[Given entries Boundary: Start]

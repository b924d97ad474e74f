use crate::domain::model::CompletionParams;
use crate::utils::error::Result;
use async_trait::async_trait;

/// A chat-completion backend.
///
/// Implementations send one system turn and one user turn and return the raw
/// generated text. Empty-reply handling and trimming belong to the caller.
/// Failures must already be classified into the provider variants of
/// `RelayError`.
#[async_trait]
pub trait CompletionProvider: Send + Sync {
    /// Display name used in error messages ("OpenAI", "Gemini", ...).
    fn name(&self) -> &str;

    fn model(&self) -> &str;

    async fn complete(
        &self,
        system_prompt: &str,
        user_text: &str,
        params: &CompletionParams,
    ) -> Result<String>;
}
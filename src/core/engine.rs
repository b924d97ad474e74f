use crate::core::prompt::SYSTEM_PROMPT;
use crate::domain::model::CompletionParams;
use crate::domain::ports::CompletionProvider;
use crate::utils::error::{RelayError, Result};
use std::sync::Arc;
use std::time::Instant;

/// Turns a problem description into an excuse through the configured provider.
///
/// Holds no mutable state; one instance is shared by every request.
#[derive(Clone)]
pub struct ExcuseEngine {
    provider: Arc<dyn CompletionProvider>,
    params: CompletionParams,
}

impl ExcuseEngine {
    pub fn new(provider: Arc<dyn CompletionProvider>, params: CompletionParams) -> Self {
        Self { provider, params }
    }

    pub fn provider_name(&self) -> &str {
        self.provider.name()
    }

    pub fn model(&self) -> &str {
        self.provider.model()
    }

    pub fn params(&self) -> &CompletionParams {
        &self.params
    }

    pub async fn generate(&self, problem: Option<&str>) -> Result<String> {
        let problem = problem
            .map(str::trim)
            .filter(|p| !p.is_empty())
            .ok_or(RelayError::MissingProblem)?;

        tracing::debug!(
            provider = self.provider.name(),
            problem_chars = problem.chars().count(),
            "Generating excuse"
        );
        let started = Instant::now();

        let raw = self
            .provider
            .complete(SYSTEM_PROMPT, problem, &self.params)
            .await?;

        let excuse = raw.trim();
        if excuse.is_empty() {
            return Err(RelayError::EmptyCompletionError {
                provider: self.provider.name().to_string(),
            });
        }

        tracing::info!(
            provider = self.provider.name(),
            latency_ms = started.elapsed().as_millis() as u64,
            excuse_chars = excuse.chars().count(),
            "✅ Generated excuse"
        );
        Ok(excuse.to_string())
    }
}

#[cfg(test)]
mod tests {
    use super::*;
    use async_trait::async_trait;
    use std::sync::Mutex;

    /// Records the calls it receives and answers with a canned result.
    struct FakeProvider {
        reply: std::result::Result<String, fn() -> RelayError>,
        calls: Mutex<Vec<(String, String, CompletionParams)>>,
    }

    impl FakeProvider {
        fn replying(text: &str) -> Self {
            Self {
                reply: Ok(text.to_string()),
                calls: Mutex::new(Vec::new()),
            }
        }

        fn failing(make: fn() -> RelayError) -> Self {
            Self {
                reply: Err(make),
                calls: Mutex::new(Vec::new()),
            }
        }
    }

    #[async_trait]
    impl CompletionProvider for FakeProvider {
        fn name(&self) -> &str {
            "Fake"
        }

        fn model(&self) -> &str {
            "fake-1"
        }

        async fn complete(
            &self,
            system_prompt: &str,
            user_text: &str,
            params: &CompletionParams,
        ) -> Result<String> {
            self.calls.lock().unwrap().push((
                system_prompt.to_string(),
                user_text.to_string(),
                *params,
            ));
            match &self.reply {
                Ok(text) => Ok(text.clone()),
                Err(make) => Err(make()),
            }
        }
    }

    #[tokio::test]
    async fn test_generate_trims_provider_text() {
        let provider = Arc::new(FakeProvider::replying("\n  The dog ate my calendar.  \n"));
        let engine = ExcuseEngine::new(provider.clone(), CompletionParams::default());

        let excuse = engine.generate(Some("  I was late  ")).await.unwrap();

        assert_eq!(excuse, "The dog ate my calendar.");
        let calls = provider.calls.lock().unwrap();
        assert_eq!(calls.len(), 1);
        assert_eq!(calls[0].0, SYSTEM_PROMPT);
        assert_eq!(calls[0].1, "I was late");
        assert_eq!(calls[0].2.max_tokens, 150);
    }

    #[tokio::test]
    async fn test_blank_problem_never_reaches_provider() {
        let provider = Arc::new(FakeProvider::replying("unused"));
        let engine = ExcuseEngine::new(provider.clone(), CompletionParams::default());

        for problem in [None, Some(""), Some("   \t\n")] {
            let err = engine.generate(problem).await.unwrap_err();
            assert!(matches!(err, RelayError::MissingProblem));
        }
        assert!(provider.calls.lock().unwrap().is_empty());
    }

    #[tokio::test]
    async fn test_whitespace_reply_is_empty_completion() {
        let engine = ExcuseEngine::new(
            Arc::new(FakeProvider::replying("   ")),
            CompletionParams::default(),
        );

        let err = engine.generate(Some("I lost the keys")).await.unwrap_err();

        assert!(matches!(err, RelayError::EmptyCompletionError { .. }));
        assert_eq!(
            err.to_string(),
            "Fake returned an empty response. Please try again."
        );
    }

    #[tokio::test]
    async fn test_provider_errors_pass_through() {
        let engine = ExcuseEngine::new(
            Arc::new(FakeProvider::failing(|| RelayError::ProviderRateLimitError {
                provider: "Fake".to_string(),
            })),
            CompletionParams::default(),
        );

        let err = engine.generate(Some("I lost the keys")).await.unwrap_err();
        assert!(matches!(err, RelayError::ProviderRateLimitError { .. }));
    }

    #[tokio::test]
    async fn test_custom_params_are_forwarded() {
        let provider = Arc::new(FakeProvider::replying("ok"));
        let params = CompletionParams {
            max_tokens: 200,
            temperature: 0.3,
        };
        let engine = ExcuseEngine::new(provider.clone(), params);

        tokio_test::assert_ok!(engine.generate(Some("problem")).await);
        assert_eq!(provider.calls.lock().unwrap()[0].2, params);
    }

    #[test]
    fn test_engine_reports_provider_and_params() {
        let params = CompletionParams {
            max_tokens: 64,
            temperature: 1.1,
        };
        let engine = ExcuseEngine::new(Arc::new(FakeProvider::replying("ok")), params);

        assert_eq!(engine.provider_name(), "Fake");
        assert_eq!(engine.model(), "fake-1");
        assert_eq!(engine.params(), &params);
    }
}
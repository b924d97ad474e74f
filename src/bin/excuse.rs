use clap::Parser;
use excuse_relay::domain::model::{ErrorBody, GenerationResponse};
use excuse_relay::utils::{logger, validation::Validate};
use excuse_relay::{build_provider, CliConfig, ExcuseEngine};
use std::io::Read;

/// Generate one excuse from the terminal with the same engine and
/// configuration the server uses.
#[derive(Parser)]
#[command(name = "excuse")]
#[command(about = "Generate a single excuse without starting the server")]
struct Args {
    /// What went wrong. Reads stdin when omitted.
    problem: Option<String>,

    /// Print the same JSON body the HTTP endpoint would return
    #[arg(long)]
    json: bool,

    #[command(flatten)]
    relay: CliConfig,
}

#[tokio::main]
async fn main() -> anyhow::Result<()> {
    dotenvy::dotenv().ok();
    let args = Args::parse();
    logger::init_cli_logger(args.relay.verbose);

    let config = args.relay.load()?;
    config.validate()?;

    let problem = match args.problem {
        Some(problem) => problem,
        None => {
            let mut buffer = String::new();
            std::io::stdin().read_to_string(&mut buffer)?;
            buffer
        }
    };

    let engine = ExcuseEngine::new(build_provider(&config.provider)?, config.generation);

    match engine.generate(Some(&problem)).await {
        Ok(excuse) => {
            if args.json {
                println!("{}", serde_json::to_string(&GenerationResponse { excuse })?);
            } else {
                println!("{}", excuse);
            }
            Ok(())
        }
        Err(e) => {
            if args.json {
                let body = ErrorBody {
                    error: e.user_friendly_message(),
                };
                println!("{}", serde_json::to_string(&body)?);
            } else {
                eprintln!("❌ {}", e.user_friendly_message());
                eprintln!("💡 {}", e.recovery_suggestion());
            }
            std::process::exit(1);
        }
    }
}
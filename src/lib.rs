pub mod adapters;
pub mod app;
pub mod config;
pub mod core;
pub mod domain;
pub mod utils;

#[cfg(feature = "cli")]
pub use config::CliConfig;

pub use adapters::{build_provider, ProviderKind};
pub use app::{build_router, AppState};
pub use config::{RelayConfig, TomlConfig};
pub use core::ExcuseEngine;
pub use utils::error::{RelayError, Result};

[Given entries Boundary: End]
[Given entries Boundary: Start]

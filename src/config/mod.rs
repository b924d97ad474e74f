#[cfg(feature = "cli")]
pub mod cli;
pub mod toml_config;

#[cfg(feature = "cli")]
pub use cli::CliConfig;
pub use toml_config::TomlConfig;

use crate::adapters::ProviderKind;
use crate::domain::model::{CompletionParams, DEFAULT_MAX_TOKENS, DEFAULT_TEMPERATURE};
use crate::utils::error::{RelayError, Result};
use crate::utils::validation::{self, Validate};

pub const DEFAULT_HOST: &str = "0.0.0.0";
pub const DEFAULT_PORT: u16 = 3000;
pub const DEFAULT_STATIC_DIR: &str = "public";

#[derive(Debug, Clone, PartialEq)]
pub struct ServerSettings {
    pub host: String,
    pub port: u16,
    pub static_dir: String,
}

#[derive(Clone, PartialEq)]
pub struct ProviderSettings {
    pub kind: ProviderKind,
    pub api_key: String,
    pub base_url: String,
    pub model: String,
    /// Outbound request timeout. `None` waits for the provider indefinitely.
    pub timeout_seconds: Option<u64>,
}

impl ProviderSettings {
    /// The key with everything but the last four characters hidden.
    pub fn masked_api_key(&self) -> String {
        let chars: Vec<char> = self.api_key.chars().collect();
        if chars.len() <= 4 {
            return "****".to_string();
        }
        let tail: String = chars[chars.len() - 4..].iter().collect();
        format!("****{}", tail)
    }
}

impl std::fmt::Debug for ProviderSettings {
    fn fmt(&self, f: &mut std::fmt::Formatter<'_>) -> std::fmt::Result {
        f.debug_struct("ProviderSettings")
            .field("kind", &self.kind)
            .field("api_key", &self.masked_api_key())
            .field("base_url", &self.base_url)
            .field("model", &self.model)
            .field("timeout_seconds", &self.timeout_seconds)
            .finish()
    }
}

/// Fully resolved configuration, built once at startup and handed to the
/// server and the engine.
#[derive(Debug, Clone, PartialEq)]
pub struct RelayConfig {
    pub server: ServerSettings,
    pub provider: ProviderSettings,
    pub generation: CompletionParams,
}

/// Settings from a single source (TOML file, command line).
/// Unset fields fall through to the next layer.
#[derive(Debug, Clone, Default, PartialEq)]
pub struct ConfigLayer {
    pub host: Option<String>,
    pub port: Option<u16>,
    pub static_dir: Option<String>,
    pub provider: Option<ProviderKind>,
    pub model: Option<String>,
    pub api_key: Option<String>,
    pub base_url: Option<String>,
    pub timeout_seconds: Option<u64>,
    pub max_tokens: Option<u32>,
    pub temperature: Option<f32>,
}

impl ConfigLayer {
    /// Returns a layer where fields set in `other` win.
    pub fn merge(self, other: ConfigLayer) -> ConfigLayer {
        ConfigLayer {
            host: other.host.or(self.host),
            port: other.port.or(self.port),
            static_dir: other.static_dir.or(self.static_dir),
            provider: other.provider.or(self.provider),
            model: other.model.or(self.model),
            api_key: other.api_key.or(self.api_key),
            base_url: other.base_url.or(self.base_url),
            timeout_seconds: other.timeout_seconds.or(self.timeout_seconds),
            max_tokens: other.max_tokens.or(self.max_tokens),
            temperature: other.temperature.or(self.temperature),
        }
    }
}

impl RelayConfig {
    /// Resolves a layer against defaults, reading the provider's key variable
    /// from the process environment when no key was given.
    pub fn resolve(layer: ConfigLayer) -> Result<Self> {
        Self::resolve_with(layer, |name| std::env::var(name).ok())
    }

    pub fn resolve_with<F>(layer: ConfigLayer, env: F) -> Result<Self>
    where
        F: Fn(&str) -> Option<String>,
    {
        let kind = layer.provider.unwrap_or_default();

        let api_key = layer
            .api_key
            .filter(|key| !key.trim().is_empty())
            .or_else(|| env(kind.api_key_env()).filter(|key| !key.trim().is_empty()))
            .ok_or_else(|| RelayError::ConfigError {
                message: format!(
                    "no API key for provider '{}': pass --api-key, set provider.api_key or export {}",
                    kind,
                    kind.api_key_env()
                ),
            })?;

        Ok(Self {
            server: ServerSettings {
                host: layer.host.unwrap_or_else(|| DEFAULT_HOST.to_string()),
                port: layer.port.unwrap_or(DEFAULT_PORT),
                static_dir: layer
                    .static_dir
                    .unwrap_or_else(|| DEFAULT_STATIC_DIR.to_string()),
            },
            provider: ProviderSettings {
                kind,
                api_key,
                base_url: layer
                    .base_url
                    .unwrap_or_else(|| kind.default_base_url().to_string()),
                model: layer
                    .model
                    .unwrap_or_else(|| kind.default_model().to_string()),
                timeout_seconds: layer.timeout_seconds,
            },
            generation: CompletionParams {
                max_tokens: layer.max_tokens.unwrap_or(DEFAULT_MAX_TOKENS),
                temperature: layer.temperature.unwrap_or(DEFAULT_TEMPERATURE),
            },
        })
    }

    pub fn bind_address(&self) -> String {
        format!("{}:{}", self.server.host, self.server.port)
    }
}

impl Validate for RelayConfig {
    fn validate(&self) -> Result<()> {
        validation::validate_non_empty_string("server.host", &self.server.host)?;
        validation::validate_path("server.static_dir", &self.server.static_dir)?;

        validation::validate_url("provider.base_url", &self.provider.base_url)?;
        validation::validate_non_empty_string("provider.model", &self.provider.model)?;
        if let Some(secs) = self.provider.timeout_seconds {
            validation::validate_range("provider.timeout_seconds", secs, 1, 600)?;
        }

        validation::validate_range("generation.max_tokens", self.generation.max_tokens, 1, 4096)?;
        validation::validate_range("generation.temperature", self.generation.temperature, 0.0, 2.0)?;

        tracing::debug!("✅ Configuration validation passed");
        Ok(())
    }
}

[Given entries Boundary: End]

Requirement.
Provide only the number of lines above that contain the word "other".

Answer for the task.
12